Description of the task: Check the entries below for lines with "default"; report only how many there are.

Collected data entries

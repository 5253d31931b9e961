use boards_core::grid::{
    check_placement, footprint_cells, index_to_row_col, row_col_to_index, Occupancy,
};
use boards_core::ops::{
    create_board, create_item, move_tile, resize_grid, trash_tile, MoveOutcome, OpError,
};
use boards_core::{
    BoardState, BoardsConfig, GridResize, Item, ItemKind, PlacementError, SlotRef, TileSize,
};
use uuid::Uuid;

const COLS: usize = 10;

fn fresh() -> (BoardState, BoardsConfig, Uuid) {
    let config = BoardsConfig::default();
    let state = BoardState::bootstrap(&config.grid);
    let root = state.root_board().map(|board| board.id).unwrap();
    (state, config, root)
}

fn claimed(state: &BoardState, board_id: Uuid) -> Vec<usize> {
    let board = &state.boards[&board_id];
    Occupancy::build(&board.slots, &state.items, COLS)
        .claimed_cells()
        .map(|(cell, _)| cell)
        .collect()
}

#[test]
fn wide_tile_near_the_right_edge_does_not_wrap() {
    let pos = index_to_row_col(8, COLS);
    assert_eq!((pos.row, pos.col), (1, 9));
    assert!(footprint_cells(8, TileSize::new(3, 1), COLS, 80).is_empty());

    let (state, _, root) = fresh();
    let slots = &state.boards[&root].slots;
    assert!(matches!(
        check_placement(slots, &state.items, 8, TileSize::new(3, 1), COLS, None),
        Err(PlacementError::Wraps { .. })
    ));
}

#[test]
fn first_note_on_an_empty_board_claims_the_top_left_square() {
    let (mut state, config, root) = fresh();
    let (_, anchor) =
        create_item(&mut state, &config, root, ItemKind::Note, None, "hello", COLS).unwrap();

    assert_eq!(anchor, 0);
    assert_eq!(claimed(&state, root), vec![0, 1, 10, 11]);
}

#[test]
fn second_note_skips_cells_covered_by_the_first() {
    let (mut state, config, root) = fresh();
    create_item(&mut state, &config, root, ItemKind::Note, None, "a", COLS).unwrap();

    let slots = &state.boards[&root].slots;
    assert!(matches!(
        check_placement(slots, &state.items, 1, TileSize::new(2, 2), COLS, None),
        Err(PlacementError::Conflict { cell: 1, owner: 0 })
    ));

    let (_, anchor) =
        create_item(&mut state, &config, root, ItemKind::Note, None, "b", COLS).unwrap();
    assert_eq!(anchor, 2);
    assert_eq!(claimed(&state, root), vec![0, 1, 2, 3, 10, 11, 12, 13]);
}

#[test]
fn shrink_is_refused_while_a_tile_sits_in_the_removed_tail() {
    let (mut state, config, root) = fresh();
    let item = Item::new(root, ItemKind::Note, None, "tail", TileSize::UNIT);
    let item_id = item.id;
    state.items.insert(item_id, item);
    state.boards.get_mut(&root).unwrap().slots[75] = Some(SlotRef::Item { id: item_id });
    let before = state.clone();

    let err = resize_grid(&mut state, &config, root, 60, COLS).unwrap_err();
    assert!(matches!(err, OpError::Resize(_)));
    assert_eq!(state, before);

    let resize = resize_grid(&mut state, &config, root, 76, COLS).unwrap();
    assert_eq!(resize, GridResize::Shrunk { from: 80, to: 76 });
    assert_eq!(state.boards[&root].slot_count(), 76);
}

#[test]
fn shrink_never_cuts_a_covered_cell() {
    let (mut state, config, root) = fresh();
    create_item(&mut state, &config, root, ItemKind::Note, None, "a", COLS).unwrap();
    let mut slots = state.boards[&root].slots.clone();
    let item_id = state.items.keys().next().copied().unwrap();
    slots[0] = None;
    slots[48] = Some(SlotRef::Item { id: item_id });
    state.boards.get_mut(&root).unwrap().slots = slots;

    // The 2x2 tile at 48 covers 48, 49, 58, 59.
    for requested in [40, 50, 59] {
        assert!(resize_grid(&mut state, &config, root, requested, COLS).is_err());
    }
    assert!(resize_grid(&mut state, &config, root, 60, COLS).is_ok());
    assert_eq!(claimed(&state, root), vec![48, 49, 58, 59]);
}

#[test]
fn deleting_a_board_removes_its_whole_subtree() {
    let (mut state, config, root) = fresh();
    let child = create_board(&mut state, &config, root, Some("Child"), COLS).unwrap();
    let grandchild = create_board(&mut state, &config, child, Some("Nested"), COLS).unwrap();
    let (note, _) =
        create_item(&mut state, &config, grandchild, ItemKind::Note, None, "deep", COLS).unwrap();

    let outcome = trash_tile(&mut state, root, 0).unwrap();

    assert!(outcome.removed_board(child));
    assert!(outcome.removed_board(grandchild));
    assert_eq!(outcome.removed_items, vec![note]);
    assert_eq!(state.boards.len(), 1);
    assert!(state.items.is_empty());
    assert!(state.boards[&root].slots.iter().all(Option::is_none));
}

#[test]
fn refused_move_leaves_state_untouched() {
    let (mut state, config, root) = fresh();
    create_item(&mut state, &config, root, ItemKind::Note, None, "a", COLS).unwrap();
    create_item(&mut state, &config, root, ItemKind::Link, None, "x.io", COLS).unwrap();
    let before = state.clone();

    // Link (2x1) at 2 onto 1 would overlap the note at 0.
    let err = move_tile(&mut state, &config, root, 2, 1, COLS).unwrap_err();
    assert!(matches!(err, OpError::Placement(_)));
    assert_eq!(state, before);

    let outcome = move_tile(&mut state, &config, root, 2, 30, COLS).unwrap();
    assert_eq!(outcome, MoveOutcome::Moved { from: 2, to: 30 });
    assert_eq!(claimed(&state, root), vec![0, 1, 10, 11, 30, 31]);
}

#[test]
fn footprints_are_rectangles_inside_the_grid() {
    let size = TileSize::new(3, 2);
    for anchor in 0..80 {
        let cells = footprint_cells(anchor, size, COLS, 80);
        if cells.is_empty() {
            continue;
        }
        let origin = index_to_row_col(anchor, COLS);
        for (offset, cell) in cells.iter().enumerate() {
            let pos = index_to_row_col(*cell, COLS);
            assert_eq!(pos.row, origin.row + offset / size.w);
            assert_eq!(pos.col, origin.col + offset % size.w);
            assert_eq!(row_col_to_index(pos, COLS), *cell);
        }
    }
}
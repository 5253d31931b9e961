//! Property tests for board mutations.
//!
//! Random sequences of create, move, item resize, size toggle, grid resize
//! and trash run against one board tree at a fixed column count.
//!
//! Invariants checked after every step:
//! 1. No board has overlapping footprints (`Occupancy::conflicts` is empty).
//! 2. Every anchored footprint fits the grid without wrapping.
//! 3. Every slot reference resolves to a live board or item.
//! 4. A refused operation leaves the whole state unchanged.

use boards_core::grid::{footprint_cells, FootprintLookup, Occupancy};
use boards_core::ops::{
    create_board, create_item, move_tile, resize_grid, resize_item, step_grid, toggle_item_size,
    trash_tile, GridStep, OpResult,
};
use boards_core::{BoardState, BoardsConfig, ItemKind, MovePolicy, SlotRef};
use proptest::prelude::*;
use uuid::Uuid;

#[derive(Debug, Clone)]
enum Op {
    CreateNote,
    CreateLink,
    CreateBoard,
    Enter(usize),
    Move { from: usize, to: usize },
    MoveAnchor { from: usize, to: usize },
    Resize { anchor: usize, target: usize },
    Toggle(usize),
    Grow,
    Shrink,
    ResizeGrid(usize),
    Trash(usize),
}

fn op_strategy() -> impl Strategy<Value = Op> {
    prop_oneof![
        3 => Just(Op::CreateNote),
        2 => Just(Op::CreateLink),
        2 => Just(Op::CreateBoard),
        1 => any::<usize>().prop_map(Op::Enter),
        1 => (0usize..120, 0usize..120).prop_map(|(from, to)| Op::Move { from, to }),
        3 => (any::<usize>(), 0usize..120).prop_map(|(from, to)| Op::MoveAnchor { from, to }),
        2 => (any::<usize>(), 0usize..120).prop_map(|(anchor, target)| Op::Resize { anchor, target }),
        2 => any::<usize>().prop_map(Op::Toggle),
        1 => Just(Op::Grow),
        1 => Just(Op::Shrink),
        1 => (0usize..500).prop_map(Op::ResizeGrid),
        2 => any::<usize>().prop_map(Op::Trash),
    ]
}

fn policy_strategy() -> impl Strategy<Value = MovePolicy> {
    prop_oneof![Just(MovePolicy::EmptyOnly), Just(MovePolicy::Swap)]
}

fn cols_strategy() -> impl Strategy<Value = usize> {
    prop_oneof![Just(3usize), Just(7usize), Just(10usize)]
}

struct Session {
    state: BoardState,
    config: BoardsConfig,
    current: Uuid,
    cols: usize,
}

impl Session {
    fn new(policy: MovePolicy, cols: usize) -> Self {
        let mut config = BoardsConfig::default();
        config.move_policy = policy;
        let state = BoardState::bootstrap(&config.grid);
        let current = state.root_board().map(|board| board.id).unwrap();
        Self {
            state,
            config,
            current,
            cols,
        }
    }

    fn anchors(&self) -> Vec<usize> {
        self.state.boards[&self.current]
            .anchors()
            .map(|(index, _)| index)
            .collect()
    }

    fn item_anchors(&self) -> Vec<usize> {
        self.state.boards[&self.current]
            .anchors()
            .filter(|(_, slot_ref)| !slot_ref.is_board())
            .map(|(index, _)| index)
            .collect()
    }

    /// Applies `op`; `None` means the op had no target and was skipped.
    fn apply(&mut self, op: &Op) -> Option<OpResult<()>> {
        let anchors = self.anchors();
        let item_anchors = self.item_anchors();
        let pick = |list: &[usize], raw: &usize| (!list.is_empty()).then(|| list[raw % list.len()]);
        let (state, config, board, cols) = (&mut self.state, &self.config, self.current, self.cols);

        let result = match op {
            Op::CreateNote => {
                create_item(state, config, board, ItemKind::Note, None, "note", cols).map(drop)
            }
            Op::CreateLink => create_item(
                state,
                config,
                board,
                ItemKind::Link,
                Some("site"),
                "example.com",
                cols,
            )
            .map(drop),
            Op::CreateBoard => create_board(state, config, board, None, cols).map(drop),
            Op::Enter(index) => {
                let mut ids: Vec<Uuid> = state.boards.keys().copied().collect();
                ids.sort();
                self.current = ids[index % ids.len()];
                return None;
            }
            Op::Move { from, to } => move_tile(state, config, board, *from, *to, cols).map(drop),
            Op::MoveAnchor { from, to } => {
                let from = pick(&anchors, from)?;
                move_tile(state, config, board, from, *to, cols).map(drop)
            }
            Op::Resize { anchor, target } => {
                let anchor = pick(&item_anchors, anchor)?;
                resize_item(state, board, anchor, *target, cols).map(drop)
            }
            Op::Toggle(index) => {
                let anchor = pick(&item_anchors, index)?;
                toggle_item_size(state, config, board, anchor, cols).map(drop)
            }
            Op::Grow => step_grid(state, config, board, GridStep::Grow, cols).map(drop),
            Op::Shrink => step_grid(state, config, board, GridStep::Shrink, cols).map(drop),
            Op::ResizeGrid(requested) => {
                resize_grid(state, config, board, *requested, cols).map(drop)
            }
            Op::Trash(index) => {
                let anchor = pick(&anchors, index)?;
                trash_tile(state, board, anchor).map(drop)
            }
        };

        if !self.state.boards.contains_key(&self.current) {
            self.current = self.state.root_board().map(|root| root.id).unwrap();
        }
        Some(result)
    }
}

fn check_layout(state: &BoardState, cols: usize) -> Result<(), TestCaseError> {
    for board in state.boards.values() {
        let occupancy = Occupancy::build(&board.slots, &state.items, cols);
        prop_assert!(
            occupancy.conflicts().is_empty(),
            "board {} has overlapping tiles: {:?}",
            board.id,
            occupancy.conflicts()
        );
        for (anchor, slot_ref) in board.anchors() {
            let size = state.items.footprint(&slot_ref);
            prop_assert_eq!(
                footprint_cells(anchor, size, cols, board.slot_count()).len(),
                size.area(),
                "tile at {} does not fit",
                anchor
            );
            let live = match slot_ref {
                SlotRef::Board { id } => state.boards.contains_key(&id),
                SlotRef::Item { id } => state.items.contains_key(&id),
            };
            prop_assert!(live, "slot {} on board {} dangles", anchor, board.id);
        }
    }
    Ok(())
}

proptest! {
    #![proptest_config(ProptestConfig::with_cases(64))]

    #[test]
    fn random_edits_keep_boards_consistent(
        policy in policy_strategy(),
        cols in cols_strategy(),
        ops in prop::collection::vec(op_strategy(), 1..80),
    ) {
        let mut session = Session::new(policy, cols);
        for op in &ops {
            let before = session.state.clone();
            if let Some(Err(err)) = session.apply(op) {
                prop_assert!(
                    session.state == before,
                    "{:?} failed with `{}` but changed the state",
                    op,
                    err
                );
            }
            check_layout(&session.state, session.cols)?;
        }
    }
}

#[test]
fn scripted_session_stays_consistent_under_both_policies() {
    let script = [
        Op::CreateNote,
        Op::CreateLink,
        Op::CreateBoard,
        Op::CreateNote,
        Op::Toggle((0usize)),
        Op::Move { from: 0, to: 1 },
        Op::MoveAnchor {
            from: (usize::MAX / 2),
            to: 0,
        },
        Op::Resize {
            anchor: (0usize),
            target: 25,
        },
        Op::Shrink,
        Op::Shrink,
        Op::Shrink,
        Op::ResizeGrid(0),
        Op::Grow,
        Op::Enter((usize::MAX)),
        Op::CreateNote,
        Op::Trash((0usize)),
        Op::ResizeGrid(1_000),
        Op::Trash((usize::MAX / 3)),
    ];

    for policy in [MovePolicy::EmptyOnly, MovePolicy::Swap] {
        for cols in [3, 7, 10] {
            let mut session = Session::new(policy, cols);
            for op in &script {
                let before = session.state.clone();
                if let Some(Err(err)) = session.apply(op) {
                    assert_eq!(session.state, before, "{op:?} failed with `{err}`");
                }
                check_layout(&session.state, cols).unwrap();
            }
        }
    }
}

Task result: 2